Supplied records section start
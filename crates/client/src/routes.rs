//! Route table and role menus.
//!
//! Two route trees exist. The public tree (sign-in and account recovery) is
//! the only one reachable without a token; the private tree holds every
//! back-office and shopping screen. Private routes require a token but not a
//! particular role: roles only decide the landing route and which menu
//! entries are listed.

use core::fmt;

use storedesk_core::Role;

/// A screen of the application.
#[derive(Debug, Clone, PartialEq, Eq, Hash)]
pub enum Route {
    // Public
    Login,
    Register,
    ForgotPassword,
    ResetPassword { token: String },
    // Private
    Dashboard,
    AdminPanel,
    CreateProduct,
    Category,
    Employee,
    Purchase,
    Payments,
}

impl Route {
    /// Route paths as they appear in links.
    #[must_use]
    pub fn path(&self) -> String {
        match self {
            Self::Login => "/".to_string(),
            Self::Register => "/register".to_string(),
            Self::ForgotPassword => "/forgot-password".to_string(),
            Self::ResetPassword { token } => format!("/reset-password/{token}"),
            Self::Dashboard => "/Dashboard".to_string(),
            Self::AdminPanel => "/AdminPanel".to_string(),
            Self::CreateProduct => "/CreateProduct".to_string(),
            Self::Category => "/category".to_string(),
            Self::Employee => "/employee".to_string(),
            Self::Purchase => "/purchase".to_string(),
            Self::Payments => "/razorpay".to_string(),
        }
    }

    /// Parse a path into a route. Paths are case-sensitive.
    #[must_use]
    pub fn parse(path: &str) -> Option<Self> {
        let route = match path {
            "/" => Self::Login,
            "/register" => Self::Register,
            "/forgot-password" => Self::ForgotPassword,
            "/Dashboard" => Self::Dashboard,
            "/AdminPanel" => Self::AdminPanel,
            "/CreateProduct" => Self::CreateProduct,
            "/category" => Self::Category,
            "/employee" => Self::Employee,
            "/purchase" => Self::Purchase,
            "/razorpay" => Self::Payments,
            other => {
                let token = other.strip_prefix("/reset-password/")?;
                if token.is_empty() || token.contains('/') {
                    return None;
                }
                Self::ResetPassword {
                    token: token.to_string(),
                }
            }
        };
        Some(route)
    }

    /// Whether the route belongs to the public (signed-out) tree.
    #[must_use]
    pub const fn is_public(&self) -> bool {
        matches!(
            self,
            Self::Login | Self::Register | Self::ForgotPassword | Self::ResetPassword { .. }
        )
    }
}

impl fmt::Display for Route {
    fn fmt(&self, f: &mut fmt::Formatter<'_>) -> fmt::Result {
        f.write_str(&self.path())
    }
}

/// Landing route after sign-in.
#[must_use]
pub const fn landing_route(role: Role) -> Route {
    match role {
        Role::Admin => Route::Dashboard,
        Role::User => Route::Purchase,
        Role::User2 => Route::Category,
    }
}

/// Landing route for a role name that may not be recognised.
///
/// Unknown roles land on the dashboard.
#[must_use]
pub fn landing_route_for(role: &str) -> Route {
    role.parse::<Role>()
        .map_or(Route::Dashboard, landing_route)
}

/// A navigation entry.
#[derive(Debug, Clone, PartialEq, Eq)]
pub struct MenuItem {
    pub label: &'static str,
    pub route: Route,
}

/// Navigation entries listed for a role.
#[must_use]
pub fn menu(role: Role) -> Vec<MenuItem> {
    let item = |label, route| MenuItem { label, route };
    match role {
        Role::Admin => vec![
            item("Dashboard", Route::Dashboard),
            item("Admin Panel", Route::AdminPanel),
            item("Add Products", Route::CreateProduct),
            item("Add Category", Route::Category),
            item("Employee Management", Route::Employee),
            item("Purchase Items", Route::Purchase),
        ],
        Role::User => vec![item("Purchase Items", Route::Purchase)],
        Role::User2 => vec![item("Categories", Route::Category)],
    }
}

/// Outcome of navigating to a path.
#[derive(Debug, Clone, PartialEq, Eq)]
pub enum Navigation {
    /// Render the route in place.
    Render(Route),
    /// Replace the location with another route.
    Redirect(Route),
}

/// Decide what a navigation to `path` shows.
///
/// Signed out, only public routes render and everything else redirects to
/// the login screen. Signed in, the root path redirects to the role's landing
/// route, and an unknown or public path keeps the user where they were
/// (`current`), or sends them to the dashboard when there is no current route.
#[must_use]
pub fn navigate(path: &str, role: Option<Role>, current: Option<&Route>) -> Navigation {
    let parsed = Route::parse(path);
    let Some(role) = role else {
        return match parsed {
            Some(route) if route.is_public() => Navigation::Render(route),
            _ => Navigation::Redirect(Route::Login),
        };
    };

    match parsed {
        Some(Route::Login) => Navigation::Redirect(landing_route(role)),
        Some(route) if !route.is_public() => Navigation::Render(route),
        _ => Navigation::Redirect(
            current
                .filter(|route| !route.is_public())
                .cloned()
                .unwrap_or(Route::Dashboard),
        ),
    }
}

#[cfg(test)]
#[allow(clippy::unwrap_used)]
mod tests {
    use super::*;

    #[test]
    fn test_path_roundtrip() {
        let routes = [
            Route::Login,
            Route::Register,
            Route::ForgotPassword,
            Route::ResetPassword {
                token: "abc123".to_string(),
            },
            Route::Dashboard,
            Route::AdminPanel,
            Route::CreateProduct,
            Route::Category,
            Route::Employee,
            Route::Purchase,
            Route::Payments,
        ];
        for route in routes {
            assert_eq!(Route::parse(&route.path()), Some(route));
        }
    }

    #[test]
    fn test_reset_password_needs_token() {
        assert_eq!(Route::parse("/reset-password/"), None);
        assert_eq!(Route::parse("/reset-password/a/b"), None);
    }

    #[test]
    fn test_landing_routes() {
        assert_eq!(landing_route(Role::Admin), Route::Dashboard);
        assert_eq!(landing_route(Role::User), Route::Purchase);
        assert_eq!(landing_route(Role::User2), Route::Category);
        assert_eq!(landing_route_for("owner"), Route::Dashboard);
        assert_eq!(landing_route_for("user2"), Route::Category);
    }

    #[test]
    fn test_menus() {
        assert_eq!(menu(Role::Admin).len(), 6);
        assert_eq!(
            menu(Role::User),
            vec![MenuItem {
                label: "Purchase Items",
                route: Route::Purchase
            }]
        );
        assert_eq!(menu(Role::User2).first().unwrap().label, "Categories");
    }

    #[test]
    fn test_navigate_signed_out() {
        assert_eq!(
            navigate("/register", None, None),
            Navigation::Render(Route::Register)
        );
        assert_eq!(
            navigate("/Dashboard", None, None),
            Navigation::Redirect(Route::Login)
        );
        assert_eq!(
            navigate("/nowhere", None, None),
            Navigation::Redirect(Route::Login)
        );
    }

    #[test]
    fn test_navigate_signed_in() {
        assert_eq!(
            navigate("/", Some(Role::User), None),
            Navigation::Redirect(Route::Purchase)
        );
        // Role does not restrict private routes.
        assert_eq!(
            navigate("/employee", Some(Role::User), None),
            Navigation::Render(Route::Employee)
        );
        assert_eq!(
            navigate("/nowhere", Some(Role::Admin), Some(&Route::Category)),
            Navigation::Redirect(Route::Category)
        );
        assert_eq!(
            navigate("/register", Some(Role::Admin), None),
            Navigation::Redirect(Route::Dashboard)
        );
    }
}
Supplied records section end
Supplied records section start
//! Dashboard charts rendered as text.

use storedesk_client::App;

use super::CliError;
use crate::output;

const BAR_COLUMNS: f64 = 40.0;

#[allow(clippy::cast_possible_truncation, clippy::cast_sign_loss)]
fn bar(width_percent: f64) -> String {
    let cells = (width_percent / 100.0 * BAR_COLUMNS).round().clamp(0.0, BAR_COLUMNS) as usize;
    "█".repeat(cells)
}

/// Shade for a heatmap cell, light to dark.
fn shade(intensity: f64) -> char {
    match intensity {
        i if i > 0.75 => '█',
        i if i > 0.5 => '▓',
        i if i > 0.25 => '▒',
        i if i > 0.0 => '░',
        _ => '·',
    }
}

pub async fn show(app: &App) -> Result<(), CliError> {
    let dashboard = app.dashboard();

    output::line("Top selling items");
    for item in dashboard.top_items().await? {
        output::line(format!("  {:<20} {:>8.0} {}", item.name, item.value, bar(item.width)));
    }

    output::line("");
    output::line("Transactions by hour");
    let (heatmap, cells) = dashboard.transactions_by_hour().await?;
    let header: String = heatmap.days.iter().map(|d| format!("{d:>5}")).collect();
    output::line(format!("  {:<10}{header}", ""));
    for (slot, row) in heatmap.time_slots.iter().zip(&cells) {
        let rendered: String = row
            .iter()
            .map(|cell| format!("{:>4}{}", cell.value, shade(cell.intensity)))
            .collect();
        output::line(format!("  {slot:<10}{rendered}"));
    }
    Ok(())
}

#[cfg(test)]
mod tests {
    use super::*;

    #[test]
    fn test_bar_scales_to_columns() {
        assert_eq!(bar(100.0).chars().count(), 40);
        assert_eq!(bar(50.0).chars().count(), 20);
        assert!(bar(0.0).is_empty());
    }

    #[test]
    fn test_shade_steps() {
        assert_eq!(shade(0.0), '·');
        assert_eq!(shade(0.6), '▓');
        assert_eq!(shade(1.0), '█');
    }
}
Supplied records section end
Task to carry out -> Working through the data above, find every line holding "clippy" and copy it.

Result of this task ->
#[allow(clippy::unwrap_used)]
#[allow(clippy::cast_possible_truncation, clippy::cast_sign_loss)]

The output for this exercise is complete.